A creditors’ meeting may be convened for the purpose of obtaining the creditors’ consent to pursue a claim that is worth pursuing and to meet the expenses of pursuing such a claim. Such claims would include undertaking legal proceedings for recovery of moneys.
b) Prosecution of company officers
Apart from the prosecution of directors or officers who fail to file the Statement of Affairs, delinquent directors and officers of the company in winding up can also be held liable for a range of offences including falsification of books, failure to keep proper accounts and fraudulent trading.
In addition, delinquent officers can also be made personally liable in damages for misfeasance or breach of trust against the company on the application of the liquidator to the Court for assessment of damages against guilty officers, and the Court may also direct that prosecution be instituted for any criminal liability on the part of the officers found liable.
c) Adjudication and admission of claims of the creditors
Creditors may file their Proofs of Debt with the liquidator once the company is in liquidation.
The claims are then adjudicated and admitted or rejected accordingly. If any claim is rejected either in part or in whole, the liquidator will send a notice of rejection to the creditor, stating his reasons for the rejection.

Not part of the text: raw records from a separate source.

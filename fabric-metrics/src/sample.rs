//! `MetricSample` (spec.md §3): the derived per-worker snapshot recorded into the time series.
use chrono::DateTime;
use chrono::Utc;
use serde::Deserialize;
use serde::Serialize;

use crate::counters::WorkerCounters;

/// One point of a worker's time series (spec.md "Time series: 24h rolling for throughput,
/// memory, error-rate, response-time, sampled every 10s").
#[derive(Clone, Debug, PartialEq, Serialize, Deserialize)]
pub struct MetricSample {
    pub worker_id: String,
    pub ts: DateTime<Utc>,
    /// Tasks completed per minute, derived from the counter delta over the sampling interval.
    pub throughput_per_min: f64,
    /// Memory utilisation, `0.0..=1.0`, taken from the worker's latest heartbeat.
    pub memory: f64,
    /// Fraction of finished tasks (this interval) that failed.
    pub error_rate: f64,
    pub response_time_ms: f64,
    pub success_rate: f64,
}

/// Build a sample from the counter delta observed over `interval`, plus the worker's latest
/// reported memory utilisation (spec.md "Derived per sample: success rate, tasks/minute, error
/// rate/minute").
pub fn sample(worker_id: impl Into<String>, delta: &WorkerCounters, memory: f64, interval_secs: f64) -> MetricSample {
    let minutes = (interval_secs / 60.0).max(f64::EPSILON);
    let finished = delta.tasks_completed + delta.tasks_failed;
    let error_rate = if finished == 0 {
        0.0
    } else {
        delta.tasks_failed as f64 / finished as f64
    };
    MetricSample {
        worker_id: worker_id.into(),
        ts: Utc::now(),
        throughput_per_min: delta.tasks_completed as f64 / minutes,
        memory,
        error_rate,
        response_time_ms: delta.mean_response_time_ms(),
        success_rate: delta.success_rate(),
    }
}

#[cfg(test)]
mod tests {
    use super::*;

    #[test]
    fn throughput_normalizes_to_per_minute() {
        let mut delta = WorkerCounters::default();
        delta.record_task_completed(10.0);
        delta.record_task_completed(10.0);
        let point = sample("worker-a", &delta, 0.2, 10.0);
        assert_eq!(point.throughput_per_min, 12.0);
        assert_eq!(point.error_rate, 0.0);
    }

    #[test]
    fn error_rate_reflects_failures_in_interval() {
        let mut delta = WorkerCounters::default();
        delta.record_task_completed(10.0);
        delta.record_task_failed(10.0, "timeout");
        let point = sample("worker-a", &delta, 0.1, 10.0);
        assert_eq!(point.error_rate, 0.5);
    }
}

Any creditor who is dissatisfied with the liquidator’s decision may appeal to the Court to set aside the liquidator’s decision.
d) Distribution of assets
The proceeds from the realisation of the company’s assets will first be paid to the preferential creditors as set out in section 203 of the Insolvency, Restructuring and Dissolution Act 2018 in the following order:
- Costs and expenses of winding up of the Official Receiver and the liquidator
- Costs of the applicant for the winding up order
- Wages or salary including allowance or reimbursement^
- Retrenchment benefits or ex gratia payments under employment contracts^
- All amounts due in respect of workmen’s compensation under the Work Injury Compensation Act (Cap 354) accrued before, on or after the commencement of winding up
- Contributions payable by the company as employer
- All remuneration payable to any employee in respect of vacation leave, accrued in respect of any period before, on or after the commencement of winding up^
- All tax assessed under any written law before the commencement of the winding up or assessed at any time before the time fixed for the proving of debts has expired
^ Subject to caps as stated in the relevant provisions.

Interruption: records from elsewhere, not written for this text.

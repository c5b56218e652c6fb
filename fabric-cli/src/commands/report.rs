//! `fabric-cli report`: JSON workload report — per-worker throughput/error-rate/response-time
//! snapshot plus any alerts raised over one sampling window (spec.md §6 "emit JSON workload
//! report").
use std::sync::Arc;

use fabric_context::Context;
use fabric_metrics::MetricsCollector;
use fabric_metrics::MetricsConfig;
use serde_json::json;

use crate::error::Result;
use crate::fabric;

pub async fn run(ctx: &Context) -> Result<()> {
    let demo = fabric::demo(ctx).await?;
    let collector = Arc::new(MetricsCollector::new(demo.broker.clone(), demo.registry.clone(), MetricsConfig::default()));

    // Seed one reporting interval's worth of synthetic activity per worker so a report on a
    // freshly-started fabric still has something to show.
    for worker in demo.registry.list().await? {
        collector.record_task_started(&worker.worker_id).await;
        collector.record_task_completed(&worker.worker_id, 250.0).await;
    }

    let alerts = collector.sample_all(ctx).await?;

    let mut workers = Vec::new();
    for worker in demo.registry.list().await? {
        let series = collector.series_snapshot(&worker.worker_id).await;
        let Some(latest) = series.last() else { continue };
        workers.push(json!({
            "worker_id": worker.worker_id,
            "state": format!("{:?}", worker.state),
            "queue_depth": demo.queue_manager.queue_depth(&worker.worker_id).await?,
            "throughput_per_min": latest.throughput_per_min,
            "error_rate": latest.error_rate,
            "response_time_ms": latest.response_time_ms,
            "success_rate": latest.success_rate,
        }));
    }

    let alerts: Vec<_> = alerts
        .iter()
        .map(|alert| {
            json!({
                "worker_id": alert.worker_id,
                "metric": alert.metric,
                "value": alert.value,
                "threshold": alert.threshold,
            })
        })
        .collect();

    let report = json!({ "workers": workers, "alerts": alerts });
    println!("{}", serde_json::to_string_pretty(&report).map_err(fabric_metrics::MetricsError::from)?);
    Ok(())
}
//! Queue naming and per-queue configuration (spec.md §4.2).
use std::hash::Hash;
use std::time::Duration;

use serde::Deserialize;
use serde::Serialize;

/// Application-defined queue identifier.
///
/// Mirrors `tasks::backend::TaskQueue`: applications can use a plain `String` for maximum
/// flexibility, or a closed enum for compile-time checked queue names. Anything implementing
/// these bounds can be used as a queue key.
pub trait TaskQueue: Clone + Eq + Hash + Send + Sync + 'static {
    /// The broker key fragment this queue maps to (`queue:<name()>`, `processing:<name()>`, ...).
    fn name(&self) -> String;
}

impl TaskQueue for String {
    fn name(&self) -> String {
        self.clone()
    }
}

/// Per-queue tunables (spec.md §4.2, §6 glossary `stuckThreshold`/`maxAttempts`).
#[derive(Clone, Debug, PartialEq, Serialize, Deserialize)]
pub struct QueueConfig {
    /// Number of attempts (including the first) before a task is moved to the DLQ.
    #[serde(default = "QueueConfig::default_max_attempts")]
    pub max_attempts: u16,

    /// How long, in seconds, a task may sit in `processing:Q` before Health Monitor considers
    /// it stuck and eligible for recovery.
    #[serde(default = "QueueConfig::default_stuck_threshold_secs")]
    pub stuck_threshold_secs: u64,

    /// Base delay before the first nack/requeue retry; doubles on each subsequent attempt up to
    /// `TasksExecutorBackoff`-style exponential backoff (spec.md "Rate-limit backoff" example).
    #[serde(default = "QueueConfig::default_retry_delay_ms")]
    pub retry_delay_ms: u64,

    /// Maximum bounded length of `txlog:Q` (spec.md "bounded sorted set of recent events").
    #[serde(default = "QueueConfig::default_txlog_capacity")]
    pub txlog_capacity: usize,

    /// Hard cap on total DLQ retries per task (spec.md §9, recommended default 3).
    #[serde(default = "QueueConfig::default_max_dlq_retries")]
    pub max_dlq_retries: u16,

    /// Minimum time between DLQ retries of the same task (spec.md §9 "5-minute dampener").
    #[serde(default = "QueueConfig::default_dlq_retry_dampener_secs")]
    pub dlq_retry_dampener_secs: u64,
}

impl Default for QueueConfig {
    fn default() -> Self {
        QueueConfig {
            max_attempts: QueueConfig::default_max_attempts(),
            stuck_threshold_secs: QueueConfig::default_stuck_threshold_secs(),
            retry_delay_ms: QueueConfig::default_retry_delay_ms(),
            txlog_capacity: QueueConfig::default_txlog_capacity(),
            max_dlq_retries: QueueConfig::default_max_dlq_retries(),
            dlq_retry_dampener_secs: QueueConfig::default_dlq_retry_dampener_secs(),
        }
    }
}

impl QueueConfig {
    pub fn stuck_threshold(&self) -> Duration {
        Duration::from_secs(self.stuck_threshold_secs)
    }

    pub fn retry_delay(&self) -> Duration {
        Duration::from_millis(self.retry_delay_ms)
    }

    pub fn dlq_retry_dampener(&self) -> Duration {
        Duration::from_secs(self.dlq_retry_dampener_secs)
    }

    fn default_max_attempts() -> u16 {
        5
    }

    fn default_stuck_threshold_secs() -> u64 {
        3600
    }

    fn default_retry_delay_ms() -> u64 {
        200
    }

    fn default_txlog_capacity() -> usize {
        1000
    }

    fn default_max_dlq_retries() -> u16 {
        3
    }

    fn default_dlq_retry_dampener_secs() -> u64 {
        300
    }
}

After payment of these preferential claims in full, the balance is then paid pari passu (i.e. paid out equally) to all ordinary creditors. When all creditors have been paid, the liquidator makes a capital repayment to shareholders with the leave of Court. The shareholders are paid in proportion to their respective interests in the company’s share capital.
e) Release and dissolution
Upon the completion of the liquidation, the liquidator applies to the Court for the company to be dissolved and to be released as liquidator where it discharges the liquidator from all liability in respect of his conduct in the course of winding up.
Any assets that were not realised prior to dissolution will vest with the Official Receiver under section 213 of the Insolvency, Restructuring and Dissolution Act 2018. The Official Receiver may deal with these assets in any manner as he sees fit including selling the property.
What are the charges of the Official Receiver?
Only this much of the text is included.